The Blacksburg–Christiansburg–Radford Metropolitan Statistical Area is a Metropolitan Statistical Area (MSA) as defined by the United States Office of Management and Budget (OMB) located in the New River Valley of Southwest Virginia. As of the 2020 census, the MSA had a population of 181,863 (a greater than 11.6 percent rise from the 2010 census population of 162,958).

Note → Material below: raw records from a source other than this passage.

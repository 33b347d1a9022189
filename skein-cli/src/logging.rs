//! Initializes `tracing`: `RUST_LOG`-driven env filter, plain-text output via
//! [`crate::log_format::TextWithSpanIds`] so trace/span ids line up with the
//! `executor_id` fields the core crate logs alongside each dispatch.

use tracing_subscriber::layer::SubscriberExt;
use tracing_subscriber::util::SubscriberInitExt;
use tracing_subscriber::EnvFilter;

use crate::log_format::TextWithSpanIds;

pub fn init() -> Result<(), Box<dyn std::error::Error>> {
    let filter = EnvFilter::try_from_default_env().unwrap_or_else(|_| EnvFilter::new("warn"));
    tracing_subscriber::registry()
        .with(
            tracing_subscriber::fmt::layer()
                .event_format(TextWithSpanIds::new())
                .with_writer(std::io::stderr),
        )
        .with(filter)
        .try_init()
        .map_err(|e| e.into())
}
use super::common;

#[tokio::test]
async fn malformed_run_body_is_rejected() {
    common::load_dotenv();
    let (url, shutdown, handle) = common::spawn_server().await;

    let client = reqwest::Client::new();
    let resp = client
        .post(format!("{url}/runs"))
        .header("content-type", "application/json")
        .body("{ not json")
        .send()
        .await
        .unwrap();
    assert!(resp.status().is_client_error());

    shutdown.cancel();
    let _ = handle.await;
}
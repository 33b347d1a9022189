//! Session/thread store: the `Store` trait the core's embedded agent
//! executors use to persist conversation history and opaque agent state,
//! independent of the workflow checkpoint layer.

mod store;

pub use store::{Store, StoreError, StoredMessage};
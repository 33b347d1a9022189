//! Assembles an immutable `Workflow` from executors and edges, supporting a
//! multi-edge-kind graph (direct, fan-out, fan-in, conditional, chain) rather
//! than a single linear/conditional walk.

use std::collections::HashMap;
use std::sync::Arc;

use crate::checkpoint::CheckpointStorage;
use crate::edge::Edge;
use crate::error::WorkflowError;
use crate::executor::Executor;
use crate::workflow::hash::compute_graph_hash;
use crate::workflow::validate::validate;
use crate::workflow::Workflow;

pub const DEFAULT_MAX_ITERATIONS: usize = 1000;

pub struct WorkflowBuilder {
    pub(crate) executors: HashMap<String, Arc<dyn Executor>>,
    pub(crate) edges: Vec<Edge>,
    pub(crate) start: Option<String>,
    pub(crate) checkpoint_storage: Option<Arc<dyn CheckpointStorage>>,
    pub(crate) max_iterations: usize,
    pub(crate) strict_mode: bool,
    pub(crate) checkpoint_every_step: bool,
}

impl Default for WorkflowBuilder {
    fn default() -> Self {
        Self::new()
    }
}

impl WorkflowBuilder {
    pub fn new() -> Self {
        Self {
            executors: HashMap::new(),
            edges: Vec::new(),
            start: None,
            checkpoint_storage: None,
            max_iterations: DEFAULT_MAX_ITERATIONS,
            strict_mode: false,
            checkpoint_every_step: false,
        }
    }

    pub fn add_executor(mut self, executor: Arc<dyn Executor>) -> Self {
        self.executors.insert(executor.id().to_string(), executor);
        self
    }

    pub fn start_with(mut self, id: impl Into<String>) -> Self {
        self.start = Some(id.into());
        self
    }

    pub fn add_edge(mut self, edge: Edge) -> Self {
        self.edges.push(edge);
        self
    }

    /// Sugar: expands to Direct edges between each consecutive pair.
    pub fn chain(mut self, ids: &[&str]) -> Self {
        for pair in ids.windows(2) {
            self.edges.push(Edge::direct(pair[0], pair[1]));
        }
        self
    }

    pub fn checkpoint_storage(mut self, storage: Arc<dyn CheckpointStorage>) -> Self {
        self.checkpoint_storage = Some(storage);
        self
    }

    pub fn max_iterations(mut self, n: usize) -> Self {
        self.max_iterations = n;
        self
    }

    pub fn strict_mode(mut self, enabled: bool) -> Self {
        self.strict_mode = enabled;
        self
    }

    pub fn checkpoint_every_step(mut self, enabled: bool) -> Self {
        self.checkpoint_every_step = enabled;
        self
    }

    pub fn build(self) -> Result<Workflow, WorkflowError> {
        validate(&self)?;
        let graph_hash = compute_graph_hash(&self.executors, &self.edges);
        Ok(Workflow {
            executors: self.executors,
            edges: self.edges,
            start: self.start.expect("validated: start is set"),
            checkpoint_storage: self.checkpoint_storage,
            max_iterations: self.max_iterations,
            strict_mode: self.strict_mode,
            checkpoint_every_step: self.checkpoint_every_step,
            graph_hash,
        })
    }
}

#[cfg(test)]
mod tests {
    use super::*;
    use crate::executor::ExecutorBuilder;

    #[test]
    fn build_succeeds_for_a_minimal_chain() {
        let a = Arc::new(ExecutorBuilder::new("a").on::<String, _, _>(|_s, _ctx| async move { Ok(()) }).build());
        let b = Arc::new(ExecutorBuilder::new("b").on::<String, _, _>(|_s, _ctx| async move { Ok(()) }).build());
        let workflow = WorkflowBuilder::new()
            .add_executor(a)
            .add_executor(b)
            .start_with("a")
            .chain(&["a", "b"])
            .build()
            .unwrap();
        assert_eq!(workflow.start_id(), "a");
        assert_eq!(workflow.edges.len(), 1);
    }

    #[test]
    fn build_fails_without_start() {
        let a = Arc::new(ExecutorBuilder::new("a").on::<String, _, _>(|_s, _ctx| async move { Ok(()) }).build());
        let err = WorkflowBuilder::new().add_executor(a).build().unwrap_err();
        assert!(matches!(err, WorkflowError::Validation(_)));
    }
}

The MSA is dominated by the presence of Virginia Tech and Radford University. The area, known as the New River Valley (or NRV), has experienced tremendous growth in the last twenty years and continues to be among the fastest growing areas in Virginia. It is bordered by the Allegheny Mountains to the North and the Blue Ridge Mountains to the South, with the New River flowing through the valley itself. The central communities in the area consist of two towns and one city; state law draws a sharp distinction between cities, which are completely separate from counties, and towns, which are contained within counties. Blacksburg, the larger of the towns, is home to Virginia Tech, while Radford, the only city in the group, is home to Radford University. Christiansburg, a town which lies between Blacksburg and Radford, is the Montgomery County county seat and home to a branch of the New River Community College as well as hundreds of stores and restaurants and a historic downtown.

==MSA components==
Note: Since a state constitutional change in 1871, all cities in Virginia are independent cities that are not located in any county. The OMB considers these independent cities to be county-equivalents for the purpose of defining MSAs in Virginia.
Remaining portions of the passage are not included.